K. Jane Lee is an associate professor in the Department of Pediatrics and Institute for Health and Society, Medical College of Wisconsin, Milwaukee, Wisconsin. Michael L. Forbes is director of clinical research and outcomes analysis in the Department of Pediatrics, Akron Children's Hospital, Akron, Ohio. Gloria J. Lukasiewicz is an analyst for the Children's Hospital Association, Washington, DC. Trisha Williams is a former clinical research coordinator in the Children's Mercy Hospital and Clinics, Kansas City, Missouri. Anna Sheets is clinical director of the cardiac intensive care unit, Heart Institute, Cincinnati Children's Hospital, Cincinnati, Ohio. Kay Fischer is former director of pediatric critical care services, Children's Hospital of Wisconsin, Milwaukee, Wisconsin. Matthew F. Niedner is an assistant professor in the Department of Pediatrics and Communicable Diseases, School of Medicine, University of Michigan, Ann Arbor, Michigan.

Published: September 2015

Background: Health care professionals experience workplace stress, which may lead to impaired physical and mental health, job turnover, and burnout. Resilience allows people to handle stress positively. Little research is aimed at finding interventions to improve resilience in health care professionals.

Objective: To describe the availability, use, and helpfulness of resilience-promoting resources and identify an intervention to implement across multiple pediatric intensive care units.

Methods: A descriptive study collecting data on availability, utilization, and impact of resilience resources from leadership teams and individual staff members in pediatric intensive care units, along with resilience scores and teamwork climate scores.

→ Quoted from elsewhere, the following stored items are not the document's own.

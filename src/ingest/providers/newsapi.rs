// src/ingest/providers/newsapi.rs
use anyhow::{anyhow, Context, Result};
use async_trait::async_trait;
use serde::Deserialize;

use crate::ingest::providers::check_status;
use crate::ingest::types::{
    Category, Classifier, FetchParams, NewsItem, SourceProvider, TickerExtractor,
};
use crate::ingest::{classify_with, extract_tickers, normalize_timestamp, sanitize_opt, sanitize_text, Lexicon};

pub const NAME: &str = "NewsAPI";
/// Upstream maximum page size.
const UPSTREAM_MAX_PAGE_SIZE: u32 = 100;

pub const LEXICON: &Lexicon = &[
    (Category::World, &["world", "global", "international", "politics", "government", "election"]),
    (Category::Business, &["business", "economy", "market", "markets", "trade", "corporate", "company"]),
    (Category::Tech, &["technology", "tech", "software", "ai", "artificial intelligence", "startup", "app"]),
    (Category::Sports, &["sport", "sports", "football", "basketball", "tennis", "olympics", "championship", "league"]),
    (Category::Entertainment, &["entertainment", "movie", "film", "music", "celebrity", "hollywood", "actor"]),
    (Category::Science, &["science", "research", "study", "discovery", "medical", "health", "covid"]),
    (Category::Crypto, &["cryptocurrency", "bitcoin", "ethereum", "blockchain", "crypto", "nft"]),
    (Category::Finance, &["finance", "investment", "stock", "stocks", "market", "banking", "trading", "fed"]),
];

pub fn classify(title: &str, description: Option<&str>) -> Option<Category> {
    classify_with(LEXICON, title, description)
}

/// `top-headlines` category for one of ours.
fn upstream_category(c: Category) -> &'static str {
    match c {
        Category::World => "world",
        Category::Business | Category::Finance => "business",
        Category::Tech => "technology",
        Category::Crypto => "cryptocurrency",
        Category::Sports => "sports",
        Category::Entertainment => "entertainment",
        Category::Science => "science",
    }
}

#[derive(Debug, Deserialize)]
struct Resp {
    status: String,
    #[serde(default)]
    articles: Vec<Article>,
    message: Option<String>,
}

#[derive(Debug, Deserialize)]
#[serde(rename_all = "camelCase")]
struct Article {
    source: Option<ArticleSource>,
    author: Option<String>,
    title: Option<String>,
    description: Option<String>,
    url: Option<String>,
    url_to_image: Option<String>,
    published_at: Option<String>,
}

#[derive(Debug, Deserialize)]
struct ArticleSource {
    name: Option<String>,
}

/// NewsAPI.org adapter (`/top-headlines` for categories, `/everything` otherwise).
pub struct NewsApiProvider {
    client: reqwest::Client,
    base_url: String,
    api_key: String,
    classify: Classifier,
    tickers: TickerExtractor,
}

impl NewsApiProvider {
    pub fn new(client: reqwest::Client, base_url: &str, api_key: &str) -> Self {
        Self {
            client,
            base_url: base_url.trim_end_matches('/').to_string(),
            api_key: api_key.to_string(),
            classify,
            tickers: extract_tickers,
        }
    }

    pub fn with_classifier(mut self, f: Classifier) -> Self {
        self.classify = f;
        self
    }

    pub fn with_ticker_extractor(mut self, f: TickerExtractor) -> Self {
        self.tickers = f;
        self
    }

    /// Endpoint path and query pairs for one fetch.
    pub fn request(&self, params: &FetchParams) -> (&'static str, Vec<(&'static str, String)>) {
        let mut query = vec![
            ("pageSize", params.page_size.min(UPSTREAM_MAX_PAGE_SIZE).to_string()),
            ("page", params.page.to_string()),
            ("language", "en".to_string()),
            ("sortBy", "publishedAt".to_string()),
        ];
        match params.category {
            // Headlines are browsed by category alone; `q` is not forwarded
            Some(c) => {
                query.push(("category", upstream_category(c).to_string()));
                query.push(("country", "us".to_string()));
                ("/top-headlines", query)
            }
            None => {
                query.push(("q", params.q.as_deref().unwrap_or("news").to_string()));
                ("/everything", query)
            }
        }
    }

    /// Parse a response body. `requested` tags items when the upstream was
    /// asked for one category; otherwise the classifier decides.
    pub fn items_from_body(&self, body: &str, requested: Option<Category>) -> Result<Vec<NewsItem>> {
        let resp: Resp = serde_json::from_str(body).context("parsing newsapi json")?;
        if resp.status != "ok" {
            return Err(anyhow!(
                "newsapi error: {}",
                resp.message.unwrap_or_else(|| resp.status.clone())
            ));
        }

        let mut out = Vec::with_capacity(resp.articles.len());
        for a in resp.articles {
            let (Some(raw_title), Some(url)) = (a.title.as_deref(), a.url) else {
                continue;
            };
            let title = sanitize_text(raw_title);
            if title.is_empty() || title == "[Removed]" || url.is_empty() {
                continue;
            }
            let description = sanitize_opt(a.description.as_deref());
            let category = requested.or_else(|| (self.classify)(&title, description.as_deref()));
            let tickers = (self.tickers)(&title, description.as_deref());
            let source = a
                .source
                .and_then(|s| s.name)
                .filter(|n| !n.trim().is_empty())
                .unwrap_or_else(|| NAME.to_string());

            out.push(
                NewsItem::new(
                    title,
                    url,
                    source,
                    a.published_at.as_deref().and_then(normalize_timestamp),
                )
                .with_description(description)
                .with_image_url(a.url_to_image)
                .with_author(sanitize_opt(a.author.as_deref()))
                .with_category(category)
                .with_tickers(tickers),
            );
        }
        Ok(out)
    }
}

#[async_trait]
impl SourceProvider for NewsApiProvider {
    fn name(&self) -> &str {
        NAME
    }

    async fn fetch_from_source(&self, params: &FetchParams) -> Result<Vec<NewsItem>> {
        if self.api_key.is_empty() {
            return Err(anyhow!("NewsAPI key not configured"));
        }
        let (endpoint, query) = self.request(params);
        let resp = self
            .client
            .get(format!("{}{}", self.base_url, endpoint))
            .header("X-Api-Key", &self.api_key)
            .query(&query)
            .send()
            .await
            .context("newsapi http get()")?;
        check_status(NAME, resp.status())?;
        let body = resp.text().await.context("newsapi http .text()")?;
        self.items_from_body(&body, params.category)
    }
}

#[cfg(test)]
mod tests {
    use super::*;

    fn provider() -> NewsApiProvider {
        NewsApiProvider::new(reqwest::Client::new(), "https://newsapi.test/v2/", "k")
    }

    fn params(category: Option<Category>, q: Option<&str>, page_size: u32) -> FetchParams {
        FetchParams {
            category,
            q: q.map(String::from),
            page: 2,
            page_size,
        }
    }

    #[test]
    fn category_uses_top_headlines() {
        let (ep, q) = provider().request(&params(Some(Category::Crypto), None, 20));
        assert_eq!(ep, "/top-headlines");
        assert!(q.contains(&("category", "cryptocurrency".to_string())));
        assert!(q.contains(&("country", "us".to_string())));

        let (_, q) = provider().request(&params(Some(Category::World), None, 20));
        assert!(q.contains(&("category", "world".to_string())));
    }

    #[test]
    fn headlines_drop_the_search_term() {
        let (ep, q) = provider().request(&params(Some(Category::Tech), Some("rust"), 20));
        assert_eq!(ep, "/top-headlines");
        assert!(q.contains(&("category", "technology".to_string())));
        assert!(q.iter().all(|(k, _)| *k != "q"));
    }

    #[test]
    fn no_category_searches_everything_with_default_query() {
        let (ep, q) = provider().request(&params(None, None, 20));
        assert_eq!(ep, "/everything");
        assert!(q.contains(&("q", "news".to_string())));
        assert!(q.contains(&("page", "2".to_string())));
    }

    #[test]
    fn page_size_never_exceeds_request() {
        let (_, q) = provider().request(&params(None, Some("fed"), 7));
        assert!(q.contains(&("pageSize", "7".to_string())));
    }

    #[test]
    fn error_status_is_an_error() {
        let body = r#"{"status":"error","code":"apiKeyInvalid","message":"bad key"}"#;
        let err = provider().items_from_body(body, None).unwrap_err();
        assert!(err.to_string().contains("bad key"));
    }

    #[test]
    fn requested_category_beats_classifier() {
        let body = r#"{"status":"ok","articles":[
            {"source":{"name":"Wire"},"title":"Bitcoin hits record","url":"https://w.test/1"}
        ]}"#;
        let items = provider()
            .items_from_body(body, Some(Category::Finance))
            .unwrap();
        assert_eq!(items[0].category, Some(Category::Finance));
        let items = provider().items_from_body(body, None).unwrap();
        assert_eq!(items[0].category, Some(Category::Crypto));
    }
}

Results: Leadership teams from 20 pediatric intensive care units completed the leadership survey. Individual surveys were completed by 1066 staff members (51% response rate). The 2 most used and impactful resources were 1-on-1 discussions with colleagues and informal social interactions with colleagues out of the hospital. Other resources (taking a break from stressful patients, being relieved of duty after your patient's death, palliative care support for staff, structured social activities out of hospital, and Schwartz Center rounds) were highly impactful but underused. Utilization and impact of resources differed significantly between professions, between those with higher versus lower resilience, and between individuals in units with low versus high teamwork climate.

Conclusions: Institutions could facilitate access to peer discussions and social interactions to promote resilience. Highly impactful resources with low utilization could be targets for improved access. Differences in utilization and impact between groups suggest that varied interventions would be necessary to reach all individuals.